■ **Your goal**
Pull out every line below that holds the word "negative".
*** Material supplied ***
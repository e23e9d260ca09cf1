//! Persona shapes.
//!
//! Clients reference a Direccion by id and use `0` to mean "none"; that
//! sentinel never reaches the store. See [`PersonaIn::into_new`].

use serde::{Deserialize, Serialize};

use directorio_core::{DireccionId, PerfilId, PersonaId};

use super::{Direccion, DireccionOut, ValidationError, required_text};

/// A stored persona, with its referenced address loaded alongside.
#[derive(Debug, Clone, PartialEq, Eq)]
pub struct Persona {
    pub id: PersonaId,
    pub nombre: String,
    pub apellido: String,
    pub direccion_id: Option<DireccionId>,
    pub perfil_id: Option<PerfilId>,
    pub direccion: Option<Direccion>,
}

/// Request body for creating or updating a persona.
#[derive(Debug, Clone, Deserialize)]
pub struct PersonaIn {
    pub nombre: String,
    pub apellido: String,
    #[serde(default)]
    pub direccion_id: Option<i32>,
    #[serde(default)]
    pub perfil_id: Option<i32>,
}

/// Validated storage input for a persona.
#[derive(Debug, Clone, PartialEq, Eq)]
pub struct NewPersona {
    pub nombre: String,
    pub apellido: String,
    pub direccion_id: Option<DireccionId>,
    pub perfil_id: Option<PerfilId>,
}

impl PersonaIn {
    /// Validate the request body into a storage input.
    ///
    /// Zero-valued references are normalized to `None`.
    ///
    /// # Errors
    ///
    /// Returns `ValidationError` if a name is blank or too long, or if a
    /// reference is negative.
    pub fn into_new(self) -> Result<NewPersona, ValidationError> {
        let nombre = required_text("nombre", &self.nombre)?;
        let apellido = required_text("apellido", &self.apellido)?;

        if self.direccion_id.is_some_and(|id| id < 0) {
            return Err(ValidationError::new("direccion_id", "must not be negative"));
        }

        Ok(NewPersona {
            nombre,
            apellido,
            direccion_id: DireccionId::from_reference(self.direccion_id),
            perfil_id: PerfilId::from_reference(self.perfil_id),
        })
    }
}

/// Response body for a persona, with the address nested.
#[derive(Debug, Clone, PartialEq, Eq, Serialize, Deserialize)]
pub struct PersonaOut {
    pub id: PersonaId,
    pub nombre: String,
    pub apellido: String,
    pub direccion_id: Option<DireccionId>,
    pub perfil_id: Option<PerfilId>,
    pub direccion: Option<DireccionOut>,
}

impl From<Persona> for PersonaOut {
    fn from(p: Persona) -> Self {
        Self {
            id: p.id,
            nombre: p.nombre,
            apellido: p.apellido,
            direccion_id: p.direccion_id,
            perfil_id: p.perfil_id,
            direccion: p.direccion.map(DireccionOut::from),
        }
    }
}
//! `Authorization: Bearer <token>` header parsing.

use axum::http::HeaderValue;

use super::AuthError;

/// Extract the token from an `Authorization` header value.
///
/// The scheme is matched case-insensitively. A missing header, another
/// scheme, or an empty token is rejected.
///
/// # Errors
///
/// Returns `AuthError::CredentialsInvalid` if no usable bearer token is present.
pub fn parse_bearer_header(header: Option<&HeaderValue>) -> Result<&str, AuthError> {
    let value = header
        .and_then(|v| v.to_str().ok())
        .ok_or(AuthError::CredentialsInvalid)?;

    let (scheme, token) = value
        .trim()
        .split_once(' ')
        .ok_or(AuthError::CredentialsInvalid)?;

    let token = token.trim();
    if !scheme.eq_ignore_ascii_case("bearer") || token.is_empty() {
        return Err(AuthError::CredentialsInvalid);
    }

    Ok(token)
}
*** End of Material supplied ***
■ **Task solution**
    /// reference is negative.
            return Err(ValidationError::new("direccion_id", "must not be negative"));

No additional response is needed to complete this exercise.